Ram Dass, the renegade Harvard professor turned holy man, talked frequently about the entrapments of Western culture; we worship youth and beauty, for example, which will inevitably fade. Ram Dass would often refer to a skin cream ad which declared, “They call them aging spots, I call them ugly.” For him, this represented the opposite direction in which our thinking needed to go. “You realize what we’re doing is making nature our enemy?” he said during a lecture in the 60s. That question struck me. Nature is birth, life, and death – each step is undeniably part of the process. Our goal, Ram Dass said, was to be able to turn that phrase around: They call them ugly, we might say, I call them aging spots.
Sally Mann’s “Body Farm” was first shown to me in an introductory photography class in college. The class came close to falling apart, some students were angry. I tried to look unphased, which I guess was a tough-guy response. Something in me, however, was shifting unpleasantly. The intimate portraiture, first seen in her famous work with her children, was turned on human corpses in a wooded area on the University of Tennessee campus that were being used for forensic studies. Bodies were strewn about, peeling like soft, old fruit. I decided to look back recently to see if her work would have the same affect on me years later. I pulled it up on my phone, and it was as if a large dormant mass inside of me had begun to rattle. Nature, it seems, remains my enemy.
Listening to people like Ram Dass reminds me of a time in my youth when I got to put on a fireman’s gear at a community event. With the helmet, hood, pants, gloves, boots, and an air tank, I was wearing about 45 pounds. I took a couple of labored steps before I thought I might fall over. Then, as a punchline, they handed me an axe and an enormous radio that put the load over 75 pounds.

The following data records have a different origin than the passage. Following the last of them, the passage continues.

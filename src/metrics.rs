use std::collections::HashMap;

use serde::Serialize;

use crate::types::LabelCode;

/// Aggregate balance metrics for per-label row counts.
#[derive(Clone, Debug, PartialEq, Serialize)]
pub struct LabelSkew {
    /// Rows across all labels.
    pub total: usize,
    /// Distinct labels counted.
    pub labels: usize,
    /// Smallest per-label count.
    pub min: usize,
    /// Largest per-label count.
    pub max: usize,
    /// Mean rows per label.
    pub mean: f64,
    /// Share of rows held by the largest label.
    pub max_share: f64,
    /// Share of rows held by the smallest label.
    pub min_share: f64,
    /// `max / min`; infinite when some label has no rows.
    pub ratio: f64,
    /// Per-label breakdown.
    pub per_label: Vec<LabelShare>,
}

/// Per-label share of a table.
#[derive(Clone, Debug, PartialEq, Serialize)]
pub struct LabelShare {
    /// Encoded label.
    pub code: LabelCode,
    /// Rows carrying the label.
    pub count: usize,
    /// Fraction of all rows.
    pub share: f64,
}

/// Compute balance metrics from per-label row counts.
///
/// Entries are ordered by descending count, then ascending code.
pub fn label_skew(counts: &HashMap<LabelCode, usize>) -> Option<LabelSkew> {
    let first = *counts.values().next()?;
    let (min, max) = counts
        .values()
        .fold((first, first), |(lo, hi), &count| (lo.min(count), hi.max(count)));
    let total: usize = counts.values().sum();
    let labels = counts.len();
    let share = |count: usize| {
        if total == 0 {
            0.0
        } else {
            count as f64 / total as f64
        }
    };
    let ratio = if min == 0 {
        f64::INFINITY
    } else {
        max as f64 / min as f64
    };
    let mut per_label: Vec<LabelShare> = counts
        .iter()
        .map(|(code, count)| LabelShare {
            code: *code,
            count: *count,
            share: share(*count),
        })
        .collect();
    per_label.sort_by(|a, b| b.count.cmp(&a.count).then_with(|| a.code.cmp(&b.code)));
    Some(LabelSkew {
        total,
        labels,
        min,
        max,
        mean: total as f64 / labels as f64,
        max_share: share(max),
        min_share: share(min),
        ratio,
        per_label,
    })
}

I was only good for being photographed (which I hated) and laughed at (which I loved) until I crumpled beneath the weight.
Applying profoundly relevant pieces of Eastern philosophy can feel the same way; the dissolution of ego is like full-firefighting gear, and spiritually, I’m still a feeble child. I’m paralyzed under the weight of a twenty-minute meditation. I crumple beneath the thought of dying. Gandhi said, “Whatever you do in life might seem insignificant, but it is very important that you do it.” So, I’ll put just the gloves on, and maybe the helmet too, if I can. I will try to resist Hims and Keeps and the mercurial trends in clothing and tech. And when I am old and have aging spots of my own, we’ll see what I call them.